International conference: 7-9 September 2010, Sibiu, Romania

Europe faces a multitude of social and environmental problems:

Participants International conference: 7-9 September, Sibiu, Romania
  • The EU has failed to meet its target to stop biodiversity loss by 2010. Europe’s high-biodiversity landscapes are being destroyed by perverse incentives from the CAP
  • Rural employment continues to fall and rural economies to fail in spite of massive income support payments
  • Fires and floods are on the increase
  • Europe is failing to meet it carbon reduction targets

EU policies so far have failed to solve these problems.

High biodiversity farmed landscapes dominated by semi-natural pastures and meadows (High Nature Value landscapes) deliver a whole range of ecosystem services that are worth billions of Euros if valued properly: biodiversity conservation, recreational landscapes, clean water, resistance to fire and flood, mitigation of climate change, high quality food produced at low carbon cost, viable rural communities. 

These Public Goods are not rewarded by normal markets. The current CAP leaves small-scale traditional farms at a disadvantage. As they and the landscapes they support disappear through the EU’s drive for competitiveness, pollution, floods and fires increase, and biodiversity, rural communities and valued landscapes are lost. But these landscapes, and the farms associated with them, can solve multiple social and environmental problems in an extremely cost-effective manner and can and should be supported by public funds.
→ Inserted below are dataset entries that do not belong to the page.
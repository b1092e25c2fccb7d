//! Storage Module
//!
//! Durable home of the character collection.
//!
//! ## Responsibilities
//! - Load the whole collection once at startup
//! - Replace the whole collection after every mutation
//! - Never leave a half-written file behind (write temp file, then rename)
//!
//! The store only sees the [`Storage`] trait, so the whole-collection
//! rewrite can be swapped for another strategy without touching it.
//!
//! ## Backends
//! - [`JsonFileStorage`]: pretty JSON document, `{"characters": [...]}`
//! - [`SnapshotStorage`]: binary snapshot with CRC32 footer
//! - [`MemoryStorage`]: in-process, for tests and benchmarks

mod json;
mod memory;
mod snapshot;

use std::fs::{self, OpenOptions};
use std::io::Write;
use std::path::{Path, PathBuf};

use crate::character::Character;
use crate::config::{Config, StorageFormat};
use crate::error::Result;

pub use json::JsonFileStorage;
pub use memory::MemoryStorage;
pub use snapshot::SnapshotStorage;

/// Whole-collection persistence port
pub trait Storage: Send + Sync {
    /// Read the full collection. A missing data file is an empty collection.
    fn load(&self) -> Result<Vec<Character>>;

    /// Replace the persisted collection with `characters`
    fn save(&self, characters: &[Character]) -> Result<()>;

    /// Human-readable location, for logs
    fn describe(&self) -> String;
}

/// Open the backend selected by the config
pub fn open_storage(config: &Config) -> Result<Box<dyn Storage>> {
    fs::create_dir_all(&config.data_dir)?;
    let path = config.data_file();

    let storage: Box<dyn Storage> = match config.storage_format {
        StorageFormat::Json => Box::new(JsonFileStorage::new(path)),
        StorageFormat::Snapshot => Box::new(SnapshotStorage::new(path)),
    };

    Ok(storage)
}

/// Write `bytes` to `path` through a synced temporary sibling and a rename
pub(crate) fn write_atomic(path: &Path, bytes: &[u8]) -> Result<()> {
    if let Some(parent) = path.parent() {
        if !parent.as_os_str().is_empty() {
            fs::create_dir_all(parent)?;
        }
    }

    let tmp_path = temp_path(path);
    {
        let mut file = OpenOptions::new()
            .create(true)
            .write(true)
            .truncate(true)
            .open(&tmp_path)?;
        file.write_all(bytes)?;
        file.sync_all()?;
    }

    fs::rename(&tmp_path, path)?;
    Ok(())
}

/// "db.json" → "db.json.tmp"
fn temp_path(path: &Path) -> PathBuf {
    let mut name = path.file_name().map(|n| n.to_os_string()).unwrap_or_default();
    name.push(".tmp");
    path.with_file_name(name)
}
To achieve this win-win of sustainable landscapes delivering wide environmental and social benefits, a wholesale reform of the CAP is needed: redistribution of funding from “conventional” systems dependent on heavy use of fossil fuels and fertilisers to those which support the ecosystem services which are very valuable to society, but which are poorly rewarded by the market.  Without such changes, we risk moving further from the European model of “multifunctional” agriculture delivering multiple benefits, towards the extremes of intensive agriculture in some areas and abandoned rural spaces in others.

The conference attracted 140 delegates from 18 countries from Azerbaijan to Spain and from Norway to Albania. A range of expert speakers was complemented by video messages from Agriculture Commissioner Dacian Ciolos, Environment Commissioner Janez Potocnik and Prince Charles. As always a field trip, this time to the Târnava Mare region where conference partners Fundatia Adept work, gave all-important local context to the plenary sessions.

Outputs of the conference include

  • a joint policy document supported by leading NGOs in this sector, The European Forum on Nature Conservation and Pastoralism, World Wide Fund for Nature, BirdLife International, Butterfly Conservation Europe
  • a summary of conference conclusions which has been adopted by a wide cross-section of conservation and rural development NGOs in Europe
  • a conference brochure that examines Transylvania as a case study , with a description of land management and issues facing small-scale farmers and rural communities in the area.

These documents, and the NGO alliance that the conference has helped to create, will all contribute to advocacy of HNV-targeted CAP reforms which will continue over the next few months.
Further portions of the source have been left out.